TRY IT: With nothing added or left out, output the listing that follows.

DATASET CONTENT:
== Segment start ==
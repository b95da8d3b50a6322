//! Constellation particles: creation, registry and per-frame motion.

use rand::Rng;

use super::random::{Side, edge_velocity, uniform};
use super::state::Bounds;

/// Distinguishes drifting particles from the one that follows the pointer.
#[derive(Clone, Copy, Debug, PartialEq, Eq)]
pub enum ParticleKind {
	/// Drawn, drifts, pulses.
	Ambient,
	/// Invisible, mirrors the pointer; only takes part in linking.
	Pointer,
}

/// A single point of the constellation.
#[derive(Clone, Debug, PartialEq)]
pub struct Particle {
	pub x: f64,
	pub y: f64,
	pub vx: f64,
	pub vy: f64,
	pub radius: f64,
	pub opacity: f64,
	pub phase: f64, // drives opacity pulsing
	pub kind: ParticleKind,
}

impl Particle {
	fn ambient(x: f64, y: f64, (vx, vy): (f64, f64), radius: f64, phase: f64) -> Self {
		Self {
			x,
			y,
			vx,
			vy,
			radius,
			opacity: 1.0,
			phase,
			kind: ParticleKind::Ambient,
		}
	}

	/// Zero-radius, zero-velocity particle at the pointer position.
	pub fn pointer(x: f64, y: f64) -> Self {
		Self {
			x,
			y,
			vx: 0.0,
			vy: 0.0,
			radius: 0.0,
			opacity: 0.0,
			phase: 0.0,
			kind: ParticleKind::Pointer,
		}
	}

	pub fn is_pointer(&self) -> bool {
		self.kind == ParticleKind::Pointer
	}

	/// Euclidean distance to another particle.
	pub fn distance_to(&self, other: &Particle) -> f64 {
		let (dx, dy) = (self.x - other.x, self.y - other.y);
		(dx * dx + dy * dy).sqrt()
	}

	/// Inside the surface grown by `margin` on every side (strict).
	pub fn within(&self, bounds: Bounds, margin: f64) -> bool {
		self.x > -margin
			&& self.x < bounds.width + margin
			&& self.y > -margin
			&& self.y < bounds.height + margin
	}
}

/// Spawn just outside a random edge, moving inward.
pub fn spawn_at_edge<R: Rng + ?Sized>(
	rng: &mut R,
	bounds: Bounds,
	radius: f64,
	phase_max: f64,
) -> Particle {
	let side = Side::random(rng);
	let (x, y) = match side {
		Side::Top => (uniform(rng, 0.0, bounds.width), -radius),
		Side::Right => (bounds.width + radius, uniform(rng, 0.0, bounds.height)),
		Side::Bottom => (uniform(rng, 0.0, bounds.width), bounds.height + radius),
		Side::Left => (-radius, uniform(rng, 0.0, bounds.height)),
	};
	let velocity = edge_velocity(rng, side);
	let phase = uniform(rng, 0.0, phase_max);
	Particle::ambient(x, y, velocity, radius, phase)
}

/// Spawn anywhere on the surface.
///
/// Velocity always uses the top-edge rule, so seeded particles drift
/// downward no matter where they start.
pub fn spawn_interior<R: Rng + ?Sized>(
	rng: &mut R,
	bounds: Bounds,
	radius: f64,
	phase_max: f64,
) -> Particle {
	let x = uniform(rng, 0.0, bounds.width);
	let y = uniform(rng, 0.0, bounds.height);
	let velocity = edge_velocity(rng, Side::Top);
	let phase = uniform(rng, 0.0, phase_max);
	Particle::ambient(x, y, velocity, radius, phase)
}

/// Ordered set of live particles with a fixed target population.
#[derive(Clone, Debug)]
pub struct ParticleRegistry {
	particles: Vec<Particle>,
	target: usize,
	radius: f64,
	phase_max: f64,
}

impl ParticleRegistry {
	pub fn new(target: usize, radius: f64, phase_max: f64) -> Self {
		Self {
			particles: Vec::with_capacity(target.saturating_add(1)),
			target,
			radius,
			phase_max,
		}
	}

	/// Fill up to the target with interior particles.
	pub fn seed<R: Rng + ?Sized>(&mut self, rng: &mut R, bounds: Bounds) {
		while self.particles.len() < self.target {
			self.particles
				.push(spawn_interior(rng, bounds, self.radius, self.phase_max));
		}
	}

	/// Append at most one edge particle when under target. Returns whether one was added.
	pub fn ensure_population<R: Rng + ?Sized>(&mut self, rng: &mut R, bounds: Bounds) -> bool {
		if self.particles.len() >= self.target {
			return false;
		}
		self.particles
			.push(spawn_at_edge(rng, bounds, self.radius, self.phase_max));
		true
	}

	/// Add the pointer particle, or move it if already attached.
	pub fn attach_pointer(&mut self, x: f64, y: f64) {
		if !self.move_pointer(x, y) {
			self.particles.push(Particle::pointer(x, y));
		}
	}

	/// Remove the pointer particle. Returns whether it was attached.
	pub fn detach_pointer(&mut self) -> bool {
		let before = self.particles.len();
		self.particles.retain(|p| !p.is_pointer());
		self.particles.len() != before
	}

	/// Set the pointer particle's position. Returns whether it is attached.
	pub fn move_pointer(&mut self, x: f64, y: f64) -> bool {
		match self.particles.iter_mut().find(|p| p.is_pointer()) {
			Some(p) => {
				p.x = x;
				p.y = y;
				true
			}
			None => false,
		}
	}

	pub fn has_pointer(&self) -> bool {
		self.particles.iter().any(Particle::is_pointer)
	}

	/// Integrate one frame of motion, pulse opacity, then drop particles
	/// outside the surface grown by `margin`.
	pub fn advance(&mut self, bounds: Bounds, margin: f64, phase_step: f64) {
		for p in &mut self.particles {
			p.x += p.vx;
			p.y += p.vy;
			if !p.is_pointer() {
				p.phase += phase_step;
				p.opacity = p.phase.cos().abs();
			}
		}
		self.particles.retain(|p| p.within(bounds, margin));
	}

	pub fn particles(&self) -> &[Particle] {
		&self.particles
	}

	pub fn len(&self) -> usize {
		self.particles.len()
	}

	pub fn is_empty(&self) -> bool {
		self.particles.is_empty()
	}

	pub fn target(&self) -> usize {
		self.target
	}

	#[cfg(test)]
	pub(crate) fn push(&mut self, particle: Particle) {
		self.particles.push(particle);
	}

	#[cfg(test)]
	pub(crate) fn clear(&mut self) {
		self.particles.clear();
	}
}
== Segment end ==
RESPONSE TO THIS TASK:
repository b95da8d3b50a6322
//! Constellation particles: creation, registry and per-frame motion.

use rand::Rng;

use super::random::{Side, edge_velocity, uniform};
use super::state::Bounds;

/// Distinguishes drifting particles from the one that follows the pointer.
#[derive(Clone, Copy, Debug, PartialEq, Eq)]
pub enum ParticleKind {
	/// Drawn, drifts, pulses.
	Ambient,
	/// Invisible, mirrors the pointer; only takes part in linking.
	Pointer,
}

/// A single point of the constellation.
#[derive(Clone, Debug, PartialEq)]
pub struct Particle {
	pub x: f64,
	pub y: f64,
	pub vx: f64,
	pub vy: f64,
	pub radius: f64,
	pub opacity: f64,
	pub phase: f64, // drives opacity pulsing
	pub kind: ParticleKind,
}

impl Particle {
	fn ambient(x: f64, y: f64, (vx, vy): (f64, f64), radius: f64, phase: f64) -> Self {
		Self {
			x,
			y,
			vx,
			vy,
			radius,
			opacity: 1.0,
			phase,
			kind: ParticleKind::Ambient,
		}
	}

	/// Zero-radius, zero-velocity particle at the pointer position.
	pub fn pointer(x: f64, y: f64) -> Self {
		Self {
			x,
			y,
			vx: 0.0,
			vy: 0.0,
			radius: 0.0,
			opacity: 0.0,
			phase: 0.0,
			kind: ParticleKind::Pointer,
		}
	}

	pub fn is_pointer(&self) -> bool {
		self.kind == ParticleKind::Pointer
	}

	/// Euclidean distance to another particle.
	pub fn distance_to(&self, other: &Particle) -> f64 {
		let (dx, dy) = (self.x - other.x, self.y - other.y);
		(dx * dx + dy * dy).sqrt()
	}

	/// Inside the surface grown by `margin` on every side (strict).
	pub fn within(&self, bounds: Bounds, margin: f64) -> bool {
		self.x > -margin
			&& self.x < bounds.width + margin
			&& self.y > -margin
			&& self.y < bounds.height + margin
	}
}

/// Spawn just outside a random edge, moving inward.
pub fn spawn_at_edge<R: Rng + ?Sized>(
	rng: &mut R,
	bounds: Bounds,
	radius: f64,
	phase_max: f64,
) -> Particle {
	let side = Side::random(rng);
	let (x, y) = match side {
		Side::Top => (uniform(rng, 0.0, bounds.width), -radius),
		Side::Right => (bounds.width + radius, uniform(rng, 0.0, bounds.height)),
		Side::Bottom => (uniform(rng, 0.0, bounds.width), bounds.height + radius),
		Side::Left => (-radius, uniform(rng, 0.0, bounds.height)),
	};
	let velocity = edge_velocity(rng, side);
	let phase = uniform(rng, 0.0, phase_max);
	Particle::ambient(x, y, velocity, radius, phase)
}

/// Spawn anywhere on the surface.
///
/// Velocity always uses the top-edge rule, so seeded particles drift
/// downward no matter where they start.
pub fn spawn_interior<R: Rng + ?Sized>(
	rng: &mut R,
	bounds: Bounds,
	radius: f64,
	phase_max: f64,
) -> Particle {
	let x = uniform(rng, 0.0, bounds.width);
	let y = uniform(rng, 0.0, bounds.height);
	let velocity = edge_velocity(rng, Side::Top);
	let phase = uniform(rng, 0.0, phase_max);
	Particle::ambient(x, y, velocity, radius, phase)
}

/// Ordered set of live particles with a fixed target population.
#[derive(Clone, Debug)]
pub struct ParticleRegistry {
	particles: Vec<Particle>,
	target: usize,
	radius: f64,
	phase_max: f64,
}

impl ParticleRegistry {
	pub fn new(target: usize, radius: f64, phase_max: f64) -> Self {
		Self {
			particles: Vec::with_capacity(target.saturating_add(1)),
			target,
			radius,
			phase_max,
		}
	}

	/// Fill up to the target with interior particles.
	pub fn seed<R: Rng + ?Sized>(&mut self, rng: &mut R, bounds: Bounds) {
		while self.particles.len() < self.target {
			self.particles
				.push(spawn_interior(rng, bounds, self.radius, self.phase_max));
		}
	}

	/// Append at most one edge particle when under target. Returns whether one was added.
	pub fn ensure_population<R: Rng + ?Sized>(&mut self, rng: &mut R, bounds: Bounds) -> bool {
		if self.particles.len() >= self.target {
			return false;
		}
		self.particles
			.push(spawn_at_edge(rng, bounds, self.radius, self.phase_max));
		true
	}

	/// Add the pointer particle, or move it if already attached.
	pub fn attach_pointer(&mut self, x: f64, y: f64) {
		if !self.move_pointer(x, y) {
			self.particles.push(Particle::pointer(x, y));
		}
	}

	/// Remove the pointer particle. Returns whether it was attached.
	pub fn detach_pointer(&mut self) -> bool {
		let before = self.particles.len();
		self.particles.retain(|p| !p.is_pointer());
		self.particles.len() != before
	}

	/// Set the pointer particle's position. Returns whether it is attached.
	pub fn move_pointer(&mut self, x: f64, y: f64) -> bool {
		match self.particles.iter_mut().find(|p| p.is_pointer()) {
			Some(p) => {
				p.x = x;
				p.y = y;
				true
			}
			None => false,
		}
	}

	pub fn has_pointer(&self) -> bool {
		self.particles.iter().any(Particle::is_pointer)
	}

	/// Integrate one frame of motion, pulse opacity, then drop particles
	/// outside the surface grown by `margin`.
	pub fn advance(&mut self, bounds: Bounds, margin: f64, phase_step: f64) {
		for p in &mut self.particles {
			p.x += p.vx;
			p.y += p.vy;
			if !p.is_pointer() {
				p.phase += phase_step;
				p.opacity = p.phase.cos().abs();
			}
		}
		self.particles.retain(|p| p.within(bounds, margin));
	}

	pub fn particles(&self) -> &[Particle] {
		&self.particles
	}

	pub fn len(&self) -> usize {
		self.particles.len()
	}

	pub fn is_empty(&self) -> bool {
		self.particles.is_empty()
	}

	pub fn target(&self) -> usize {
		self.target
	}

	#[cfg(test)]
	pub(crate) fn push(&mut self, particle: Particle) {
		self.particles.push(particle);
	}

	#[cfg(test)]
	pub(crate) fn clear(&mut self) {
		self.particles.clear();
	}
}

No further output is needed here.